Exactly as they stand, write out all of the entries again.
::: Records shown
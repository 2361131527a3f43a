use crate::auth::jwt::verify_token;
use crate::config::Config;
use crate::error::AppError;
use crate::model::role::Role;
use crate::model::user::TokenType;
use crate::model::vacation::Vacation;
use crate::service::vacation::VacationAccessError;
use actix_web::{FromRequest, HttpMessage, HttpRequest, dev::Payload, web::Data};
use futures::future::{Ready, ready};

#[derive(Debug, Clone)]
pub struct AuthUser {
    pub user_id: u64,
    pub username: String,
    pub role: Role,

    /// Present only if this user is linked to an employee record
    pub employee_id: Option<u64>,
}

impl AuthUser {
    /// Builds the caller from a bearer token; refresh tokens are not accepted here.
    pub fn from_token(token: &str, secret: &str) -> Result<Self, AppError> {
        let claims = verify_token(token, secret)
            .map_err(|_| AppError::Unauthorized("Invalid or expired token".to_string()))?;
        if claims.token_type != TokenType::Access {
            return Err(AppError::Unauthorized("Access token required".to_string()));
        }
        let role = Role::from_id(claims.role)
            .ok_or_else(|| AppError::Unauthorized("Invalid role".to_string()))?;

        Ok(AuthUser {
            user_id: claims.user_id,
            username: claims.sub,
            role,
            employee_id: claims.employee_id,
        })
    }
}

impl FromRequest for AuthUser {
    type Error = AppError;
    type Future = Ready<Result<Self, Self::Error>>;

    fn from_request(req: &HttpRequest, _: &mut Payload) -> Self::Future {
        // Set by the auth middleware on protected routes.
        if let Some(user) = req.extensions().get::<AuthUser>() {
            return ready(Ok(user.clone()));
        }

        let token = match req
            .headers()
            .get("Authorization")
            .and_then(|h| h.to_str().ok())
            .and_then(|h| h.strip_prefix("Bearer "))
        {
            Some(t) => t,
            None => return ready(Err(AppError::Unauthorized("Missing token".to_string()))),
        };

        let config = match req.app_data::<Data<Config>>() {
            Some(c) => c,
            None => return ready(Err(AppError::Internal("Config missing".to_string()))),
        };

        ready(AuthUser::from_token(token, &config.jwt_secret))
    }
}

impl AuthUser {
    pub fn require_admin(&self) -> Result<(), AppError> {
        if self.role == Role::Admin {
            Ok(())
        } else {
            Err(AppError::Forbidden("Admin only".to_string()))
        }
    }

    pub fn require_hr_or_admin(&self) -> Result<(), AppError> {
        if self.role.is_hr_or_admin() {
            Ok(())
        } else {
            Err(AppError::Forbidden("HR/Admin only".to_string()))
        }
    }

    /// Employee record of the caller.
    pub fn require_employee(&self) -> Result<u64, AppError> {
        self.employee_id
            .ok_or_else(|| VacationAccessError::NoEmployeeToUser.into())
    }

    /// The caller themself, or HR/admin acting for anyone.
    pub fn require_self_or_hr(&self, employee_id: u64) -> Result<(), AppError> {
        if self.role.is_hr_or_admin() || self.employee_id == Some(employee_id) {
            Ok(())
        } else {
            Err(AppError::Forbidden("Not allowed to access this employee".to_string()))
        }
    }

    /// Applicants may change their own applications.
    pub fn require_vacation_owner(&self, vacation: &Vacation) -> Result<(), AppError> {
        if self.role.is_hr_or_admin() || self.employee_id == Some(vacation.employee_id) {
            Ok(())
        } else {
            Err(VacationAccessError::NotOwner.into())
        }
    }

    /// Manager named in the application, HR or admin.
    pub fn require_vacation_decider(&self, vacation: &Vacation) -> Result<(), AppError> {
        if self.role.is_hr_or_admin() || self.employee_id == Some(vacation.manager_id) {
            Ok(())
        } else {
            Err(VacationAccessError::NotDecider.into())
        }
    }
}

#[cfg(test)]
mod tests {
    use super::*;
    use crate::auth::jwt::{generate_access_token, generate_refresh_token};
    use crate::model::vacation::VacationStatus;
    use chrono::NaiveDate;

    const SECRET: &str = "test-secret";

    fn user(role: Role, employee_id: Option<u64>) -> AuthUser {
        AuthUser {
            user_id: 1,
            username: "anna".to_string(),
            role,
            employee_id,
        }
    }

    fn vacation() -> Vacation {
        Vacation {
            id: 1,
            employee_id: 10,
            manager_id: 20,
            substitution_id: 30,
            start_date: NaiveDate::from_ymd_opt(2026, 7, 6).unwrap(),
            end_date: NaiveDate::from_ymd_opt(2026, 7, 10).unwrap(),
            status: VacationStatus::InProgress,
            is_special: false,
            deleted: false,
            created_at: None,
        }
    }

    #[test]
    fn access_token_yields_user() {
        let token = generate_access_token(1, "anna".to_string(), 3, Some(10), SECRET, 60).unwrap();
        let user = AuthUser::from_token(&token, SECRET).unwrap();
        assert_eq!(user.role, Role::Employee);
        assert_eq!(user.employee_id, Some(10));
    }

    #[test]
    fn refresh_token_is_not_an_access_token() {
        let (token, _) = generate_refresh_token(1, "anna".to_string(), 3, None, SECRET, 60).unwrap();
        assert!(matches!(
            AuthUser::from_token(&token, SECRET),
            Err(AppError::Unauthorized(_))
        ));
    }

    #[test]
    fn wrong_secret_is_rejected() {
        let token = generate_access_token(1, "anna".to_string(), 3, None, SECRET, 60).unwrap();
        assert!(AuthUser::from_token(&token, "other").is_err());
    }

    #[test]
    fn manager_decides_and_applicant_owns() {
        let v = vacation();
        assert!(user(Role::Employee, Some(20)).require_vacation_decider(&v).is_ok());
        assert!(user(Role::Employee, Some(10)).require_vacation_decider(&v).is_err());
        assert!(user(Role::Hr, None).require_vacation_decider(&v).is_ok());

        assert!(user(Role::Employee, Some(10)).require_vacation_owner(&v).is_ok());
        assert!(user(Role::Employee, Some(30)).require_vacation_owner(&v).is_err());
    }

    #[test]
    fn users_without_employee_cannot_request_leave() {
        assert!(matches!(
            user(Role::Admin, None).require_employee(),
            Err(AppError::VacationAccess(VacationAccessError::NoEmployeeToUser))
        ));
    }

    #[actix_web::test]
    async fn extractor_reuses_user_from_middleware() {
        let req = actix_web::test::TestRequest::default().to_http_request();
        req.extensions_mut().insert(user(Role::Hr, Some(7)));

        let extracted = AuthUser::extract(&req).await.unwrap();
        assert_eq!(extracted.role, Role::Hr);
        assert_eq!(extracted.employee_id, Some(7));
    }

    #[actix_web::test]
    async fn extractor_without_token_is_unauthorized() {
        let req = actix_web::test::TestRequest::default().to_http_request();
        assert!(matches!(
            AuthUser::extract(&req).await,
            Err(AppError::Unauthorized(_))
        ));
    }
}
::::::
Problem solution:
repository 2361131527a3f43a
use crate::auth::jwt::verify_token;
use crate::config::Config;
use crate::error::AppError;
use crate::model::role::Role;
use crate::model::user::TokenType;
use crate::model::vacation::Vacation;
use crate::service::vacation::VacationAccessError;
use actix_web::{FromRequest, HttpMessage, HttpRequest, dev::Payload, web::Data};
use futures::future::{Ready, ready};

#[derive(Debug, Clone)]
pub struct AuthUser {
    pub user_id: u64,
    pub username: String,
    pub role: Role,

    /// Present only if this user is linked to an employee record
    pub employee_id: Option<u64>,
}

impl AuthUser {
    /// Builds the caller from a bearer token; refresh tokens are not accepted here.
    pub fn from_token(token: &str, secret: &str) -> Result<Self, AppError> {
        let claims = verify_token(token, secret)
            .map_err(|_| AppError::Unauthorized("Invalid or expired token".to_string()))?;
        if claims.token_type != TokenType::Access {
            return Err(AppError::Unauthorized("Access token required".to_string()));
        }
        let role = Role::from_id(claims.role)
            .ok_or_else(|| AppError::Unauthorized("Invalid role".to_string()))?;

        Ok(AuthUser {
            user_id: claims.user_id,
            username: claims.sub,
            role,
            employee_id: claims.employee_id,
        })
    }
}

impl FromRequest for AuthUser {
    type Error = AppError;
    type Future = Ready<Result<Self, Self::Error>>;

    fn from_request(req: &HttpRequest, _: &mut Payload) -> Self::Future {
        // Set by the auth middleware on protected routes.
        if let Some(user) = req.extensions().get::<AuthUser>() {
            return ready(Ok(user.clone()));
        }

        let token = match req
            .headers()
            .get("Authorization")
            .and_then(|h| h.to_str().ok())
            .and_then(|h| h.strip_prefix("Bearer "))
        {
            Some(t) => t,
            None => return ready(Err(AppError::Unauthorized("Missing token".to_string()))),
        };

        let config = match req.app_data::<Data<Config>>() {
            Some(c) => c,
            None => return ready(Err(AppError::Internal("Config missing".to_string()))),
        };

        ready(AuthUser::from_token(token, &config.jwt_secret))
    }
}

impl AuthUser {
    pub fn require_admin(&self) -> Result<(), AppError> {
        if self.role == Role::Admin {
            Ok(())
        } else {
            Err(AppError::Forbidden("Admin only".to_string()))
        }
    }

    pub fn require_hr_or_admin(&self) -> Result<(), AppError> {
        if self.role.is_hr_or_admin() {
            Ok(())
        } else {
            Err(AppError::Forbidden("HR/Admin only".to_string()))
        }
    }

    /// Employee record of the caller.
    pub fn require_employee(&self) -> Result<u64, AppError> {
        self.employee_id
            .ok_or_else(|| VacationAccessError::NoEmployeeToUser.into())
    }

    /// The caller themself, or HR/admin acting for anyone.
    pub fn require_self_or_hr(&self, employee_id: u64) -> Result<(), AppError> {
        if self.role.is_hr_or_admin() || self.employee_id == Some(employee_id) {
            Ok(())
        } else {
            Err(AppError::Forbidden("Not allowed to access this employee".to_string()))
        }
    }

    /// Applicants may change their own applications.
    pub fn require_vacation_owner(&self, vacation: &Vacation) -> Result<(), AppError> {
        if self.role.is_hr_or_admin() || self.employee_id == Some(vacation.employee_id) {
            Ok(())
        } else {
            Err(VacationAccessError::NotOwner.into())
        }
    }

    /// Manager named in the application, HR or admin.
    pub fn require_vacation_decider(&self, vacation: &Vacation) -> Result<(), AppError> {
        if self.role.is_hr_or_admin() || self.employee_id == Some(vacation.manager_id) {
            Ok(())
        } else {
            Err(VacationAccessError::NotDecider.into())
        }
    }
}

#[cfg(test)]
mod tests {
    use super::*;
    use crate::auth::jwt::{generate_access_token, generate_refresh_token};
    use crate::model::vacation::VacationStatus;
    use chrono::NaiveDate;

    const SECRET: &str = "test-secret";

    fn user(role: Role, employee_id: Option<u64>) -> AuthUser {
        AuthUser {
            user_id: 1,
            username: "anna".to_string(),
            role,
            employee_id,
        }
    }

    fn vacation() -> Vacation {
        Vacation {
            id: 1,
            employee_id: 10,
            manager_id: 20,
            substitution_id: 30,
            start_date: NaiveDate::from_ymd_opt(2026, 7, 6).unwrap(),
            end_date: NaiveDate::from_ymd_opt(2026, 7, 10).unwrap(),
            status: VacationStatus::InProgress,
            is_special: false,
            deleted: false,
            created_at: None,
        }
    }

    #[test]
    fn access_token_yields_user() {
        let token = generate_access_token(1, "anna".to_string(), 3, Some(10), SECRET, 60).unwrap();
        let user = AuthUser::from_token(&token, SECRET).unwrap();
        assert_eq!(user.role, Role::Employee);
        assert_eq!(user.employee_id, Some(10));
    }

    #[test]
    fn refresh_token_is_not_an_access_token() {
        let (token, _) = generate_refresh_token(1, "anna".to_string(), 3, None, SECRET, 60).unwrap();
        assert!(matches!(
            AuthUser::from_token(&token, SECRET),
            Err(AppError::Unauthorized(_))
        ));
    }

    #[test]
    fn wrong_secret_is_rejected() {
        let token = generate_access_token(1, "anna".to_string(), 3, None, SECRET, 60).unwrap();
        assert!(AuthUser::from_token(&token, "other").is_err());
    }

    #[test]
    fn manager_decides_and_applicant_owns() {
        let v = vacation();
        assert!(user(Role::Employee, Some(20)).require_vacation_decider(&v).is_ok());
        assert!(user(Role::Employee, Some(10)).require_vacation_decider(&v).is_err());
        assert!(user(Role::Hr, None).require_vacation_decider(&v).is_ok());

        assert!(user(Role::Employee, Some(10)).require_vacation_owner(&v).is_ok());
        assert!(user(Role::Employee, Some(30)).require_vacation_owner(&v).is_err());
    }

    #[test]
    fn users_without_employee_cannot_request_leave() {
        assert!(matches!(
            user(Role::Admin, None).require_employee(),
            Err(AppError::VacationAccess(VacationAccessError::NoEmployeeToUser))
        ));
    }

    #[actix_web::test]
    async fn extractor_reuses_user_from_middleware() {
        let req = actix_web::test::TestRequest::default().to_http_request();
        req.extensions_mut().insert(user(Role::Hr, Some(7)));

        let extracted = AuthUser::extract(&req).await.unwrap();
        assert_eq!(extracted.role, Role::Hr);
        assert_eq!(extracted.employee_id, Some(7));
    }

    #[actix_web::test]
    async fn extractor_without_token_is_unauthorized() {
        let req = actix_web::test::TestRequest::default().to_http_request();
        assert!(matches!(
            AuthUser::extract(&req).await,
            Err(AppError::Unauthorized(_))
        ));
    }
}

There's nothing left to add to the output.